(The input)
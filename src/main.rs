//! smsgate - SMS gateway daemons
//!
//! CLI entry point: starts the supervisor and its workers, and offers a few
//! administration commands.

use anyhow::{bail, Context};
use chrono::{DateTime, Utc};
use clap::{Parser, Subcommand};
use signal_hook::consts::{SIGHUP, SIGTERM};
use smsgate::config::{Config, MANAGER_NAME};
use smsgate::daemon::{signal_daemon, wait_for_exit, Daemon, DaemonSpec, Lifecycle, StartOutcome};
use smsgate::health::{check_all, HealthStatus};
use smsgate::number::{is_valid_number, normalize_phone};
use smsgate::phone::PhoneWorker;
use smsgate::adapter::CallbackParams;
use smsgate::registry::{apply_status_change, AdapterRegistry};
use smsgate::sender::Sender;
use smsgate::store::{Store, WEBHOOK_RECEIVE_SMS};
use smsgate::supervisor::{CommandLauncher, Supervisor};
use smsgate::webhook::WebhookWorker;
use std::fs;
use std::path::PathBuf;
use std::sync::Mutex;
use std::time::Duration;
use tracing::{info, warn};
use tracing_subscriber::EnvFilter;

/// smsgate - SMS gateway daemons
#[derive(Parser)]
#[command(name = "smsgate")]
#[command(about = "Supervise SMS phone-line workers")]
struct Cli {
    /// TOML configuration file
    #[arg(long, global = true)]
    config: Option<PathBuf>,

    #[command(subcommand)]
    command: Commands,
}

#[derive(Subcommand)]
enum Commands {
    /// Start the supervisor
    Manager,

    /// Start the scheduled message sender
    Sender,

    /// Start the webhook dispatcher
    Webhook,

    /// Start the worker of one phone
    Phone {
        #[arg(long = "id_phone")]
        id_phone: i64,
    },

    /// Stop a daemon (manager, sender, webhook, phone-<number>)
    Stop {
        name: String,
    },

    /// Hot restart a daemon
    Reload {
        name: String,
    },

    /// Show worker health
    Status,

    /// Print the available adapters and their settings as JSON
    Adapters,

    /// Run the health check of a phone's adapter
    TestPhone {
        #[arg(long = "id_phone")]
        id_phone: i64,
    },

    /// Register a phone line
    AddPhone {
        number: String,

        /// Adapter identifier (see `adapters`)
        #[arg(long)]
        adapter: String,

        /// Adapter settings as a JSON object
        #[arg(long, default_value = "{}")]
        datas: String,
    },

    /// Subscribe a URL to an event
    AddWebhook {
        url: String,

        #[arg(long = "type", default_value = WEBHOOK_RECEIVE_SMS)]
        kind: String,
    },

    /// Record a delivery notification received from an adapter's carrier
    StatusCallback {
        /// Adapter identifier (see `adapters`)
        adapter: String,

        /// Notification parameters, e.g. `uid=… dlr=1`
        #[arg(value_parser = parse_param, required = true)]
        params: Vec<(String, String)>,
    },

    /// Schedule an SMS
    Schedule {
        #[arg(long = "id_phone")]
        id_phone: i64,

        destination: String,

        text: String,

        #[arg(long)]
        flash: bool,

        /// RFC 3339 send time, now if omitted
        #[arg(long)]
        at: Option<String>,
    },
}

fn main() -> anyhow::Result<()> {
    let cli = Cli::parse();
    let config = Config::load(cli.config.as_deref())
        .with_context(|| format!("cannot load configuration {:?}", cli.config))?;

    init_logging(&config);

    match cli.command {
        Commands::Manager => {
            // Workers are re-executed from `/`, so they need an absolute path
            let config_file = match cli.config {
                Some(path) if path.is_relative() => Some(std::env::current_dir()?.join(path)),
                other => other,
            };
            cmd_manager(&config, config_file)
        }
        Commands::Sender => {
            let sender = Sender::new(&config);
            launch(sender.spec(), sender)
        }
        Commands::Webhook => {
            let worker = WebhookWorker::new(&config);
            launch(worker.spec(), worker)
        }
        Commands::Phone { id_phone } => cmd_phone(&config, id_phone),
        Commands::Stop { name } => cmd_stop(&config, &name),
        Commands::Reload { name } => cmd_reload(&config, &name),
        Commands::Status => cmd_status(&config),
        Commands::Adapters => cmd_adapters(),
        Commands::TestPhone { id_phone } => cmd_test_phone(&config, id_phone),
        Commands::AddPhone {
            number,
            adapter,
            datas,
        } => cmd_add_phone(&config, &number, &adapter, &datas),
        Commands::AddWebhook { url, kind } => cmd_add_webhook(&config, &url, &kind),
        Commands::StatusCallback { adapter, params } => cmd_status_callback(&config, &adapter, params),
        Commands::Schedule {
            id_phone,
            destination,
            text,
            flash,
            at,
        } => cmd_schedule(&config, id_phone, &destination, &text, flash, at.as_deref()),
    }
}

/// Append to the shared log file, or stderr if it cannot be opened
fn init_logging(config: &Config) {
    let filter = EnvFilter::try_from_default_env().unwrap_or_else(|_| EnvFilter::new("info"));

    let file = fs::create_dir_all(&config.logs_dir).and_then(|_| {
        fs::OpenOptions::new()
            .create(true)
            .append(true)
            .open(config.log_file())
    });

    match file {
        Ok(file) => tracing_subscriber::fmt()
            .with_env_filter(filter)
            .with_target(false)
            .with_ansi(false)
            .with_writer(Mutex::new(file))
            .init(),
        Err(_) => tracing_subscriber::fmt()
            .with_env_filter(filter)
            .with_target(false)
            .with_writer(std::io::stderr)
            .init(),
    }
}

// ============================================================================
// Daemons
// ============================================================================

fn launch<D: Daemon>(spec: DaemonSpec, daemon: D) -> anyhow::Result<()> {
    let name = spec.name.clone();
    match Lifecycle::new(spec, daemon).start()? {
        StartOutcome::Spawned(pid) => info!(name = %name, pid, "Daemon spawned"),
        StartOutcome::AlreadyRunning => {}
    }
    Ok(())
}

fn cmd_manager(config: &Config, config_file: Option<PathBuf>) -> anyhow::Result<()> {
    let launcher = CommandLauncher::new(config.launcher.clone()).with_config_file(config_file);
    let supervisor = Supervisor::new(config, launcher);
    launch(supervisor.spec(), supervisor)
}

fn cmd_phone(config: &Config, id_phone: i64) -> anyhow::Result<()> {
    let store = Store::open(&config.database)?;
    let worker = PhoneWorker::new(config, &store, &AdapterRegistry::builtin(), id_phone)?;
    drop(store);
    launch(worker.spec(), worker)
}

// ============================================================================
// Administration
// ============================================================================

fn cmd_stop(config: &Config, name: &str) -> anyhow::Result<()> {
    let pid = match signal_daemon(&config.pid_dir, name, SIGTERM)? {
        Some(pid) => pid,
        None => {
            println!("{} not running", name);
            return Ok(());
        }
    };

    println!("Stopping {} (PID {})...", name, pid);
    if !wait_for_exit(&config.pid_dir, name, Duration::from_secs(10)) {
        warn!(name, pid, "Daemon did not stop in time");
        bail!("{} (PID {}) is still running", name, pid);
    }
    println!("{} stopped", name);
    Ok(())
}

fn cmd_reload(config: &Config, name: &str) -> anyhow::Result<()> {
    match signal_daemon(&config.pid_dir, name, SIGHUP)? {
        Some(pid) => println!("Reload requested for {} (PID {})", name, pid),
        None => println!("{} not running", name),
    }
    Ok(())
}

fn cmd_status(config: &Config) -> anyhow::Result<()> {
    let store = Store::open(&config.database)?;
    let report = check_all(config, &store)?;

    if matches!(report.first(), Some((name, HealthStatus::Healthy)) if name == MANAGER_NAME) {
        println!("Supervisor running");
    } else {
        println!("Supervisor not running");
    }
    for (name, status) in report {
        println!("  {:<32} {}", name, status);
    }
    Ok(())
}

fn cmd_adapters() -> anyhow::Result<()> {
    let registry = AdapterRegistry::builtin();
    let descriptors: Vec<_> = registry.all().collect();
    println!("{}", serde_json::to_string_pretty(&descriptors)?);
    Ok(())
}

fn cmd_test_phone(config: &Config, id_phone: i64) -> anyhow::Result<()> {
    let store = Store::open(&config.database)?;
    let mut worker = PhoneWorker::new(config, &store, &AdapterRegistry::builtin(), id_phone)?;

    if worker.test_adapter() {
        println!("{}: adapter OK", worker.phone().number);
        Ok(())
    } else {
        bail!("{}: adapter test failed", worker.phone().number)
    }
}

fn cmd_add_phone(config: &Config, number: &str, adapter: &str, datas: &str) -> anyhow::Result<()> {
    let number = normalize_phone(number);
    if !is_valid_number(&number) {
        bail!("invalid phone number: {}", number);
    }

    // Refuse settings the adapter could not start with
    AdapterRegistry::builtin().construct(adapter, &number, datas)?;

    let store = Store::open(&config.database)?;
    let id = store.insert_phone(&number, adapter, datas)?;
    println!("Phone {} added with id {}", number, id);
    Ok(())
}

fn cmd_add_webhook(config: &Config, url: &str, kind: &str) -> anyhow::Result<()> {
    let store = Store::open(&config.database)?;
    let id = store.insert_webhook(url, kind)?;
    println!("Webhook {} added for {} with id {}", url, kind, id);
    Ok(())
}

/// `key=value` notification parameter
fn parse_param(raw: &str) -> Result<(String, String), String> {
    raw.split_once('=')
        .filter(|(key, _)| !key.is_empty())
        .map(|(key, value)| (key.to_string(), value.to_string()))
        .ok_or_else(|| format!("expected key=value, got `{}`", raw))
}

fn cmd_status_callback(config: &Config, adapter: &str, params: Vec<(String, String)>) -> anyhow::Result<()> {
    let params: CallbackParams = params.into_iter().collect();
    let store = Store::open(&config.database)?;

    match apply_status_change(&store, &AdapterRegistry::builtin(), adapter, &params)? {
        Some(update) => {
            info!(adapter, uid = %update.uid, status = %update.status, "Delivery report applied");
            println!("Message {} is now {}", update.uid, update.status);
        }
        None => println!("Notification ignored by {}", adapter),
    }
    Ok(())
}

fn cmd_schedule(
    config: &Config,
    id_phone: i64,
    destination: &str,
    text: &str,
    flash: bool,
    at: Option<&str>,
) -> anyhow::Result<()> {
    let at = match at {
        Some(at) => DateTime::parse_from_rfc3339(at)
            .with_context(|| format!("invalid send time: {}", at))?
            .with_timezone(&Utc),
        None => Utc::now(),
    };
    let destination = normalize_phone(destination);
    if !is_valid_number(&destination) {
        bail!("invalid destination: {}", destination);
    }

    let store = Store::open(&config.database)?;
    if store.phone(id_phone)?.is_none() {
        bail!("phone {} not found", id_phone);
    }
    let id = store.insert_scheduled(id_phone, &destination, text, flash, at)?;
    println!("SMS {} scheduled for {}", id, at.to_rfc3339());
    Ok(())
}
(End The input)
| How to complete this task |
Scan the material above for the string "report". Copy each line that holds it.

| The completed task |
    let report = check_all(config, &store)?;
    if matches!(report.first(), Some((name, HealthStatus::Healthy)) if name == MANAGER_NAME) {
    for (name, status) in report {
            info!(adapter, uid = %update.uid, status = %update.status, "Delivery report applied");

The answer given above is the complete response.